A new UCLA study estimates between 8,000 and 16,100 more people will travel to California each year seeking abortion services.

SACRAMENTO, Calif. — A new study from the UCLA School of Law’s Center on Reproductive Health, Law, and Policy says California could see up to 16,100 more people traveling to the state each year to seek abortion services, now that the U.S. Supreme Court has overturned Roe v. Wade.

That’s in addition to Californians who are getting abortions in the state, putting more strain on the reproductive healthcare system.

UCLA Law Professor Cary Franklin is faculty director of the Center on Reproductive Health, Law, and Policy.

“I think there will be thousands and thousands of people coming to California to seek care from surrounding states where bans are implemented,” Franklin said.

She added that California’s abortion care access is not as robust as it should be “and that in the northern and western part of the state, in particular, you may have to travel a long distance. But, as I said, legislators and providers have been anticipating this for a long time, so there are programs already in place to expand the number of clinics, to increase funding for uncompensated care that's provided, to even provide transportation and hotels, in some circumstances, to meet the need.”

And the need will be great. More than half of the states have – or will soon have – restrictions or bans on abortions, forcing people living there who want an abortion—to go elsewhere.

Jessica Pinckney, executive director of the California non-profit ACCESS Reproductive Justice, said the influx of out-of-state abortion seekers “will, undoubtedly, put strains on our abortion healthcare system here in the state of California…Wait times are going to increase at clinics, providers are going to be asked to, you know, provide more abortion care.”

Organizations like hers are poised to benefit from Senate Bill 1142, which would create the “Abortion Practical Support Fund,” granting money to non-profits that help pregnant people overcome barriers to accessing an abortion — including helping people coming from out-of-state.

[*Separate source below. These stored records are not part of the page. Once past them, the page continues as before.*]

//! Integration tests for record extraction from model output

use mediascout::extract::extract_records;
use mediascout::media::{MediaDraft, MediaType};
use serde_json::json;

#[test]
fn test_truncated_array_keeps_complete_prefix() {
    let records = extract_records(r#"[{"title":"A"},{"title":"B"#);
    assert_eq!(records, vec![json!({"title": "A"})]);
}

#[test]
fn test_prose_answer_yields_nothing() {
    let answer = "I'm sorry, I couldn't find anything matching \"Inception\". [{\"title\":\"x\"}]";
    assert!(extract_records(answer).is_empty());
}

#[test]
fn test_fenced_answer_with_trailing_note() {
    let answer = "```json\n[\n  {\"title\": \"Dune\", \"type\": \"Movie\", \"releaseDate\": \"2021-10-22\"}\n]\n```\nLet me know if you need more.";
    let records = extract_records(answer);
    assert_eq!(records.len(), 1);

    let draft = MediaDraft::from_record(records[0].clone()).unwrap();
    assert_eq!(draft.title, "Dune");
    assert_eq!(draft.media_type, MediaType::Movie);
    assert_eq!(draft.year(), Some("2021"));
}

#[test]
fn test_truncated_real_world_answer() {
    let answer = r#"[
  {"title": "Arcane", "directorOrAuthor": "Christian Linke", "cast": ["Hailee Steinfeld"], "type": "TV Series", "isOngoing": false},
  {"title": "The Last of Us", "directorOrAuthor": "Craig Mazin", "cast": ["Pedro Pascal", "Bella Ramsey"], "type": "TV Series", "isOngoing": true},
  {"title": "Shōgun", "directorOrAuthor": "Rachel Kondo", "description": "Feudal Japan, 1600. Lord Yoshii Toranaga {is fighting"#;
    let titles: Vec<String> = extract_records(answer)
        .into_iter()
        .filter_map(MediaDraft::from_record)
        .map(|d| d.title)
        .collect();
    assert_eq!(titles, ["Arcane", "The Last of Us"]);
}

#[test]
fn test_empty_array_is_a_valid_empty_answer() {
    assert!(extract_records("[]").is_empty());
}

#[test]
fn test_single_record_with_nested_list_and_duplicate_keys() {
    let answer = r#"{"title":"Arcane","type":"TV Series","releaseDate":"2021-11-06","year":"2021","seasons":[{"number":1},{"number":2}]}"#;
    let drafts: Vec<MediaDraft> = extract_records(answer)
        .into_iter()
        .filter_map(MediaDraft::from_record)
        .collect();
    assert_eq!(drafts.len(), 1);
    assert_eq!(drafts[0].title, "Arcane");
    assert_eq!(drafts[0].release_date, "2021-11-06");
}
use serde::{Deserialize, Serialize};
use std::fmt;

use crate::search::SearchCredentials;

/// Main configuration structure
#[derive(Debug, Clone, Serialize, Deserialize)]
pub struct Config {
    /// Language the model should answer in (e.g. "en", "zh")
    #[serde(default = "default_language")]
    pub language: String,

    #[serde(default)]
    pub llm: LlmSettings,

    #[serde(default)]
    pub search: SearchSettings,

    #[serde(default)]
    pub poster: PosterSettings,

    #[serde(default)]
    pub logging: LoggingSettings,
}

impl Default for Config {
    fn default() -> Self {
        Self {
            language: default_language(),
            llm: LlmSettings::default(),
            search: SearchSettings::default(),
            poster: PosterSettings::default(),
            logging: LoggingSettings::default(),
        }
    }
}

fn default_language() -> String {
    "en".to_string()
}

/// Language-model endpoint settings
#[derive(Debug, Clone, Serialize, Deserialize)]
pub struct LlmSettings {
    #[serde(default)]
    pub provider: LlmProvider,

    /// API key; empty means "read MOONSHOT_API_KEY / API_KEY from the environment"
    #[serde(default)]
    pub api_key: String,

    /// Empty means "use the provider default"
    #[serde(default)]
    pub base_url: String,

    #[serde(default)]
    pub model: String,

    #[serde(default = "default_temperature")]
    pub temperature: f32,

    #[serde(default = "default_max_tokens")]
    pub max_tokens: u32,
}

impl Default for LlmSettings {
    fn default() -> Self {
        let provider = LlmProvider::Moonshot;
        Self {
            provider,
            api_key: String::new(),
            base_url: provider.default_base_url().to_string(),
            model: provider.default_model().to_string(),
            temperature: default_temperature(),
            max_tokens: default_max_tokens(),
        }
    }
}

impl LlmSettings {
    /// Switch provider. Endpoint and model are replaced together with the provider.
    pub fn select_provider(&mut self, provider: LlmProvider) {
        self.provider = provider;
        self.base_url = provider.default_base_url().to_string();
        self.model = provider.default_model().to_string();
    }

    /// Fill an empty endpoint or model from the provider defaults.
    pub fn fill_provider_defaults(&mut self) {
        if self.base_url.trim().is_empty() {
            self.base_url = self.provider.default_base_url().to_string();
        }
        if self.model.trim().is_empty() {
            self.model = self.provider.default_model().to_string();
        }
    }

    /// Apply explicit endpoint/model overrides on top of the provider defaults.
    pub fn with_overrides(mut self, base_url: Option<String>, model: Option<String>) -> Self {
        if let Some(base_url) = base_url {
            self.base_url = base_url;
        }
        if let Some(model) = model {
            self.model = model;
        }
        self
    }

    /// The key to send, falling back to the environment when the config holds none.
    pub fn effective_api_key(&self) -> Option<String> {
        if !self.api_key.trim().is_empty() {
            return Some(self.api_key.trim().to_string());
        }
        ["MOONSHOT_API_KEY", "API_KEY"]
            .iter()
            .filter_map(|var| std::env::var(var).ok())
            .find(|v| !v.trim().is_empty())
    }
}

fn default_temperature() -> f32 {
    0.3
}

fn default_max_tokens() -> u32 {
    2000
}

/// Supported language-model providers. All of them speak the OpenAI chat-completions protocol.
#[derive(Debug, Clone, Copy, Default, Serialize, Deserialize, PartialEq, Eq)]
#[serde(rename_all = "lowercase")]
pub enum LlmProvider {
    #[default]
    Moonshot,
    OpenAI,
    DeepSeek,
    Qwen,
    Google,
    Mistral,
    Custom,
}

impl LlmProvider {
    pub fn default_base_url(&self) -> &'static str {
        match self {
            LlmProvider::Moonshot => "https://api.moonshot.cn/v1",
            LlmProvider::OpenAI => "https://api.openai.com/v1",
            LlmProvider::DeepSeek => "https://api.deepseek.com",
            LlmProvider::Qwen => "https://dashscope.aliyuncs.com/compatible-mode/v1",
            LlmProvider::Google => "https://generativelanguage.googleapis.com/v1beta/openai/",
            LlmProvider::Mistral => "https://api.mistral.ai/v1",
            LlmProvider::Custom => "",
        }
    }

    pub fn default_model(&self) -> &'static str {
        match self {
            LlmProvider::Moonshot => "moonshot-v1-8k",
            LlmProvider::OpenAI => "gpt-4o",
            LlmProvider::DeepSeek => "deepseek-chat",
            LlmProvider::Qwen => "qwen-plus",
            LlmProvider::Google => "gemini-1.5-flash",
            LlmProvider::Mistral => "mistral-small-latest",
            LlmProvider::Custom => "",
        }
    }

    pub fn from_name(name: &str) -> Option<Self> {
        match name.trim().to_ascii_lowercase().as_str() {
            "moonshot" => Some(LlmProvider::Moonshot),
            "openai" => Some(LlmProvider::OpenAI),
            "deepseek" => Some(LlmProvider::DeepSeek),
            "qwen" => Some(LlmProvider::Qwen),
            "google" | "gemini" => Some(LlmProvider::Google),
            "mistral" => Some(LlmProvider::Mistral),
            "custom" => Some(LlmProvider::Custom),
            _ => None,
        }
    }
}

/// Web search settings
#[derive(Debug, Clone, Default, Serialize, Deserialize)]
pub struct SearchSettings {
    #[serde(default)]
    pub enabled: bool,

    #[serde(default)]
    pub provider: SearchProviderKind,

    #[serde(default, skip_serializing_if = "String::is_empty")]
    pub google_api_key: String,

    /// Google Programmable Search engine id
    #[serde(default, skip_serializing_if = "String::is_empty")]
    pub google_cx: String,

    #[serde(default, skip_serializing_if = "String::is_empty")]
    pub serper_api_key: String,

    #[serde(default, skip_serializing_if = "String::is_empty")]
    pub bing_api_key: String,

    #[serde(default, skip_serializing_if = "String::is_empty")]
    pub yandex_api_key: String,

    #[serde(default, skip_serializing_if = "String::is_empty")]
    pub yandex_user: String,
}

impl SearchSettings {
    /// Credentials for the active provider only.
    pub fn credentials(&self) -> SearchCredentials {
        let key = |s: &str| (!s.trim().is_empty()).then(|| s.trim().to_string());
        match self.provider {
            SearchProviderKind::Google => SearchCredentials {
                api_key: key(&self.google_api_key),
                index_id: key(&self.google_cx),
                user: None,
            },
            SearchProviderKind::Serper => SearchCredentials {
                api_key: key(&self.serper_api_key),
                ..SearchCredentials::default()
            },
            SearchProviderKind::Bing => SearchCredentials {
                api_key: key(&self.bing_api_key),
                ..SearchCredentials::default()
            },
            SearchProviderKind::Yandex => SearchCredentials {
                api_key: key(&self.yandex_api_key),
                index_id: None,
                user: key(&self.yandex_user),
            },
            SearchProviderKind::DuckDuckGo => SearchCredentials::default(),
        }
    }
}

/// Search engines the dispatcher can route to.
///
/// Parsed leniently from a string: anything unrecognised becomes `Google`.
#[derive(Debug, Clone, Copy, Default, Serialize, Deserialize, PartialEq, Eq, Hash)]
#[serde(from = "String", into = "String")]
pub enum SearchProviderKind {
    #[default]
    Google,
    Serper,
    Bing,
    Yandex,
    DuckDuckGo,
}

impl SearchProviderKind {
    pub fn as_str(&self) -> &'static str {
        match self {
            SearchProviderKind::Google => "google",
            SearchProviderKind::Serper => "serper",
            SearchProviderKind::Bing => "bing",
            SearchProviderKind::Yandex => "yandex",
            SearchProviderKind::DuckDuckGo => "duckduckgo",
        }
    }

    /// Label used in result tags and error strings.
    pub fn label(&self) -> &'static str {
        match self {
            SearchProviderKind::Google => "Google",
            SearchProviderKind::Serper => "Serper",
            SearchProviderKind::Bing => "Bing",
            SearchProviderKind::Yandex => "Yandex",
            SearchProviderKind::DuckDuckGo => "DuckDuckGo",
        }
    }
}

impl From<String> for SearchProviderKind {
    fn from(name: String) -> Self {
        match name.trim().to_ascii_lowercase().as_str() {
            "google" => SearchProviderKind::Google,
            "serper" => SearchProviderKind::Serper,
            "bing" => SearchProviderKind::Bing,
            "yandex" => SearchProviderKind::Yandex,
            "duckduckgo" | "ddg" => SearchProviderKind::DuckDuckGo,
            other => {
                tracing::warn!(provider = %other, "unknown search provider, defaulting to google");
                SearchProviderKind::Google
            }
        }
    }
}

impl From<SearchProviderKind> for String {
    fn from(kind: SearchProviderKind) -> Self {
        kind.as_str().to_string()
    }
}

impl fmt::Display for SearchProviderKind {
    fn fmt(&self, f: &mut fmt::Formatter<'_>) -> fmt::Result {
        f.write_str(self.as_str())
    }
}

/// Poster metadata API settings
#[derive(Debug, Clone, Default, Serialize, Deserialize)]
pub struct PosterSettings {
    /// OMDb key; empty means "read OMDB_API_KEY from the environment"
    #[serde(default, skip_serializing_if = "String::is_empty")]
    pub omdb_api_key: String,
}

impl PosterSettings {
    pub fn effective_omdb_key(&self) -> Option<String> {
        if !self.omdb_api_key.trim().is_empty() {
            return Some(self.omdb_api_key.trim().to_string());
        }
        std::env::var("OMDB_API_KEY")
            .ok()
            .filter(|v| !v.trim().is_empty())
    }
}

/// Log output settings
#[derive(Debug, Clone, Default, Serialize, Deserialize)]
pub struct LoggingSettings {
    /// tracing EnvFilter directive; MEDIASCOUT_LOG overrides it
    #[serde(default, skip_serializing_if = "Option::is_none")]
    pub filter: Option<String>,

    /// Write logs to a daily-rolling file at this path instead of stderr
    #[serde(default, skip_serializing_if = "Option::is_none")]
    pub log_file: Option<String>,
}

“We help people in California and folks who are traveling to California with accessing any support they may need in getting their abortion. So we help pay for the procedure itself. We also help folks with transportation, lodging, child care, and any other needs that they may have as they're traveling to access their abortion care,” Pinckney said. “We pair that work with our volunteer engagement work and our policy advocacy work to make sure that we have a strong network of volunteers who can support our callers with rides, lodging, cash assistance.”

Democratic State Senator Nancy Skinner (D-Berkeley) is Vice-Chair of the California Legislative Women’s Caucus, which held a news conference Friday to discuss the 14 bills proposed this legislative session that would expand access and rights to an abortion in California.

“Many of those people will be coming to California,” she said, of the people living in states that now ban abortions. “Are we fully prepared? No, but we’re getting there.”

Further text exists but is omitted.